You are a highly accurate video analysis model. Analyze the provided video and extract the following information **with high confidence only**:
- **1. Detailed Summary**
- Provide a clear, concise summary of the events in the video.
- Focus only on observable facts—avoid speculation.
- **2. Anomaly Detection**
- Identify any unusual, suspicious, or concerning events.
- For each anomaly, include:
- A brief description
- Exact timestamp(s) where the anomaly occurs
- If **no anomalies** are confidently identified, return: `None`.
- **3. People Count**
- Count the total number of **unique individuals** visible at any point in the video.
- Only include people if clearly visible and identifiable as human.
**Strict Instructions:**
- **Do not include** vague, speculative, or low-confidence observations.
- **Only make assumptions** if they are **fully supported by visible evidence**.
- If a field has **no certain data**, explicitly return `None` for that field.
- Your analysis must prioritize **accuracy over completeness**.
"""
Now let’s test the function with a video file.
result = analyze_video("path_to_video.mp4", prompt)
print(result)
This will produce a structured Pydantic object which you have defined in the VideoAnalysisResult
class. You can simply access the fields of the object to get the output of each field.
print(result.summary_of_the_video)
print(result.anomalies)
for anomaly in result.anomalies:
print(anomaly.description, anomaly.timestamp)
Additional Notes
When you are using a video file which is larger than 20MB, you have to use the FilesAPI to first upload it and then send that file id to the Gemini API.
Also, at the time of writing this article, Gemini 2.5 also works only when uploading video files with FilesAPI regardless of the size of the file.
Let’s adapt our analyze_video function to handle all these cases.
def analyze_video(video_path: str, prompt: str, model_name: str = "gemini-2.0-flash") -> VideoAnalysisResult:
api_key = os.environ.get("GEMINI_API_KEY")
client = genai.Client(api_key=api_key)
mime_type = "video/mp4"
file_size = os.path.getsize(video_path)
# For larger videos (>20MB) or Gemini 2.5 models, use the Files API
if file_size > 20 * 1024 * 1024 or "gemini-2.5" in model_name:
file = client.files.upload(
file=video_path
)
file_id = file.name
# After we upload the file We have to wait a bit
# until the uploaded file is processed.
# Wait for file to become ACTIVE before using it
max_attempts = 10 # Maximum number of attempts
wait_time = 2 # Initial wait time in seconds
attempt = 0
while attempt < max_attempts:
# Check file status
for f in client.files.list():
if f.name == file_id:
if f.state.name == "ACTIVE":
# Use the uploaded file object
response = client.models.generate_content(
model=model_name,
contents=[f, prompt],
config={
"response_mime_type": "application/json",
"response_schema": VideoAnalysisResult,
}
)
break
else:
attempt += 1
import time
time.sleep(wait_time)
continue
break # Break out of the while loop if we broke out of the for loop
if attempt >= max_attempts:
raise TimeoutError(f"File {file_id} did not become ACTIVE after {max_attempts} attempts")
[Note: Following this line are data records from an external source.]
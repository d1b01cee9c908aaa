//! `Weekday` — day-of-week enum.

/// Day of the week.
///
/// Variants are numbered 1–7 (Monday = 1, Sunday = 7), the ISO-8601
/// convention.
#[derive(Debug, Clone, Copy, PartialEq, Eq, PartialOrd, Ord, Hash)]
#[repr(u8)]
pub enum Weekday {
    /// Monday (1).
    Monday = 1,
    /// Tuesday (2).
    Tuesday = 2,
    /// Wednesday (3).
    Wednesday = 3,
    /// Thursday (4).
    Thursday = 4,
    /// Friday (5).
    Friday = 5,
    /// Saturday (6).
    Saturday = 6,
    /// Sunday (7).
    Sunday = 7,
}

impl Weekday {
    /// Construct from the ISO ordinal (1 = Monday … 7 = Sunday).
    ///
    /// Returns `None` if the value is out of range.
    pub fn from_ordinal(n: u8) -> Option<Self> {
        match n {
            1 => Some(Weekday::Monday),
            2 => Some(Weekday::Tuesday),
            3 => Some(Weekday::Wednesday),
            4 => Some(Weekday::Thursday),
            5 => Some(Weekday::Friday),
            6 => Some(Weekday::Saturday),
            7 => Some(Weekday::Sunday),
            _ => None,
        }
    }

    /// Return the ISO ordinal (1 = Monday … 7 = Sunday).
    pub fn ordinal(&self) -> u8 {
        *self as u8
    }

    /// Return `true` if this is Saturday or Sunday.
    pub fn is_weekend(&self) -> bool {
        matches!(self, Weekday::Saturday | Weekday::Sunday)
    }
}

impl std::fmt::Display for Weekday {
    fn fmt(&self, f: &mut std::fmt::Formatter<'_>) -> std::fmt::Result {
        let name = match self {
            Weekday::Monday => "Monday",
            Weekday::Tuesday => "Tuesday",
            Weekday::Wednesday => "Wednesday",
            Weekday::Thursday => "Thursday",
            Weekday::Friday => "Friday",
            Weekday::Saturday => "Saturday",
            Weekday::Sunday => "Sunday",
        };
        write!(f, "{name}")
    }
}
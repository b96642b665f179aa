//! Template storage and the explicit-id/user-default/system-default
//! selection policy.

use crate::error::TemplateError;
use crate::template::{PromptTemplate, TemplateType};
use layer0::id::{TemplateId, UserId};
use std::collections::HashMap;
use std::sync::RwLock;

/// In-memory template store implementing the selection policy:
/// explicit id, else the user's default of that type, else the system
/// default, else [`TemplateError::TemplateNotFound`].
#[derive(Default)]
pub struct TemplateRegistry {
    templates: RwLock<HashMap<TemplateId, PromptTemplate>>,
}

impl TemplateRegistry {
    /// Create an empty registry.
    pub fn new() -> Self {
        Self {
            templates: RwLock::new(HashMap::new()),
        }
    }

    /// Store or overwrite a template.
    pub fn put(&self, template: PromptTemplate) {
        let mut templates = self.templates.write().expect("template registry lock poisoned");
        templates.insert(template.id.clone(), template);
    }

    /// Resolve a template for `user` and `template_type`, honoring an
    /// explicit `template_id` override if given.
    pub fn resolve(
        &self,
        template_id: Option<&TemplateId>,
        user: &UserId,
        template_type: TemplateType,
    ) -> Result<PromptTemplate, TemplateError> {
        let templates = self.templates.read().expect("template registry lock poisoned");

        if let Some(id) = template_id {
            if let Some(template) = templates.get(id) {
                return Ok(template.clone());
            }
        }

        let user_default = templates.values().find(|t| {
            t.template_type == template_type && t.owner == *user && t.is_default
        });
        if let Some(template) = user_default {
            return Ok(template.clone());
        }

        let system_default = templates.values().find(|t| {
            t.template_type == template_type && t.is_default
        });
        if let Some(template) = system_default {
            return Ok(template.clone());
        }

        Err(TemplateError::TemplateNotFound(format!("{template_type:?}")))
    }
}
#![deny(missing_docs)]
//! Hierarchical settings resolution for the quarry RAG pipeline.
//!
//! [`Settings`] is parsed once from the environment at process start-up
//! and wrapped in an `Arc` by the caller; it is never mutated. Individual
//! lookups go through [`resolve`], which layers a pipeline's own
//! `config_metadata` on top of the process-wide settings, falling back
//! to a caller-supplied default.

mod error;
mod resolve;
mod settings;

pub use error::ConfigError;
pub use resolve::resolve;
pub use settings::{RetrievalKind, Settings};
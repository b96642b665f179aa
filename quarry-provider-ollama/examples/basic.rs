//! Basic usage of the Ollama provider.
//!
//! Make sure Ollama is running locally and run:
//!   cargo run --example basic

use quarry_provider::provider::Provider;
use quarry_provider::types::{GenerateRequest, ProviderMessage, Role};
use quarry_provider_ollama::OllamaProvider;

#[tokio::main]
async fn main() -> Result<(), Box<dyn std::error::Error>> {
    let provider = OllamaProvider::new();

    let request = GenerateRequest::new(
        "llama3.2",
        vec![ProviderMessage::text(
            Role::User,
            "Say hello in one sentence.",
        )],
        128,
    );

    let response = provider.generate(request).await?;
    println!("Response: {}", response.text());
    println!(
        "Tokens: {} in / {} out",
        response.usage.input_tokens, response.usage.output_tokens
    );

    Ok(())
}
//! The State protocol — how data persists and is retrieved across pipeline runs.

use crate::{effect::Scope, error::StateError};
use async_trait::async_trait;
use serde::{Deserialize, Serialize};

/// Protocol ③ — State
///
/// How data persists and is retrieved across pipeline runs and
/// conversation sessions.
///
/// Implementations:
/// - InMemoryStore: HashMap (testing, single-process deployments)
/// - FsStore: newline-delimited JSON files (local development durability)
/// - the production relational store described by the host service
///   (out of scope for this crate — an external collaborator)
///
/// The trait is deliberately minimal — CRUD + search + list.
/// Compaction is NOT part of this trait because compaction requires
/// coordination across protocols (the Lifecycle Interface).
/// Versioning is NOT part of this trait because not all backends
/// support it — implementations that do can expose it via
/// additional traits or methods.
#[async_trait]
pub trait StateStore: Send + Sync {
    /// Read a value by key within a scope.
    /// Returns None if the key doesn't exist.
    async fn read(
        &self,
        scope: &Scope,
        key: &str,
    ) -> Result<Option<serde_json::Value>, StateError>;

    /// Write a value. Creates or overwrites.
    async fn write(
        &self,
        scope: &Scope,
        key: &str,
        value: serde_json::Value,
    ) -> Result<(), StateError>;

    /// Delete a value. No-op if key doesn't exist.
    async fn delete(
        &self,
        scope: &Scope,
        key: &str,
    ) -> Result<(), StateError>;

    /// List keys under a prefix within a scope.
    async fn list(
        &self,
        scope: &Scope,
        prefix: &str,
    ) -> Result<Vec<String>, StateError>;

    /// Semantic search within a scope. Returns matching keys
    /// with relevance scores. Implementations that don't support
    /// search return an empty vec (not an error).
    async fn search(
        &self,
        scope: &Scope,
        query: &str,
        limit: usize,
    ) -> Result<Vec<SearchResult>, StateError>;
}

/// A search result from a state store query.
#[non_exhaustive]
#[derive(Debug, Clone, Serialize, Deserialize)]
pub struct SearchResult {
    /// The key that matched.
    pub key: String,
    /// Relevance score (higher is more relevant).
    pub score: f64,
    /// Preview/snippet of the matched content.
    /// Implementations decide what to include.
    pub snippet: Option<String>,
}

impl SearchResult {
    /// Create a new search result.
    pub fn new(key: impl Into<String>, score: f64) -> Self {
        Self {
            key: key.into(),
            score,
            snippet: None,
        }
    }
}

/// Read-only view of state, given to a stage during context assembly.
/// A stage can read but cannot write — writes go through Effects in
/// StageOutcome.
///
/// This trait exists to enforce the read/write asymmetry at the
/// type level. A Stage receives `&dyn StateReader`, not `&dyn StateStore`.
#[async_trait]
pub trait StateReader: Send + Sync {
    /// Read a value by key within a scope.
    async fn read(
        &self,
        scope: &Scope,
        key: &str,
    ) -> Result<Option<serde_json::Value>, StateError>;

    /// List keys under a prefix within a scope.
    async fn list(
        &self,
        scope: &Scope,
        prefix: &str,
    ) -> Result<Vec<String>, StateError>;

    /// Semantic search within a scope.
    async fn search(
        &self,
        scope: &Scope,
        query: &str,
        limit: usize,
    ) -> Result<Vec<SearchResult>, StateError>;
}

/// Blanket implementation: every StateStore is a StateReader.
#[async_trait]
impl<T: StateStore> StateReader for T {
    async fn read(
        &self,
        scope: &Scope,
        key: &str,
    ) -> Result<Option<serde_json::Value>, StateError> {
        StateStore::read(self, scope, key).await
    }

    async fn list(
        &self,
        scope: &Scope,
        prefix: &str,
    ) -> Result<Vec<String>, StateError> {
        StateStore::list(self, scope, prefix).await
    }

    async fn search(
        &self,
        scope: &Scope,
        query: &str,
        limit: usize,
    ) -> Result<Vec<SearchResult>, StateError> {
        StateStore::search(self, scope, query, limit).await
    }
}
# Cleanup: delete the uploaded file when done
client.files.delete(name=file.name)
else:
# For smaller videos, or Gemini 2.0 models,
# we can send the video directly
# Read video file into memory for inline data
with open(video_path, 'rb') as f:
video_bytes = f.read()
response = client.models.generate_content(
model=model_name,
contents=[
types.Content(
parts=[
types.Part(inline_data=types.Blob(
mime_type=mime_type,
data=video_bytes
)),
types.Part(text=prompt),
],
),
],
config={
"response_mime_type": "application/json",
"response_schema": VideoAnalysisResult,
}
)
return response.parsed
Now this can handle any video file size supported by Gemini and any Gemini model that is capable of processing video data.
Conclusion
This is a simple yet powerful example of how to use the Google Gemini API to analyze video content and extract valuable information. We have also explored how to use pydantic to structure the LLM output in a structured format.
A full implementation of this code can be found here
Next Steps
- Use this method to extract a dataset for a set of videos and then use that dataset to train/finetune a different model to predict the anomalies in the videos.
- Use Gemma3n like model and do the same on an edge device.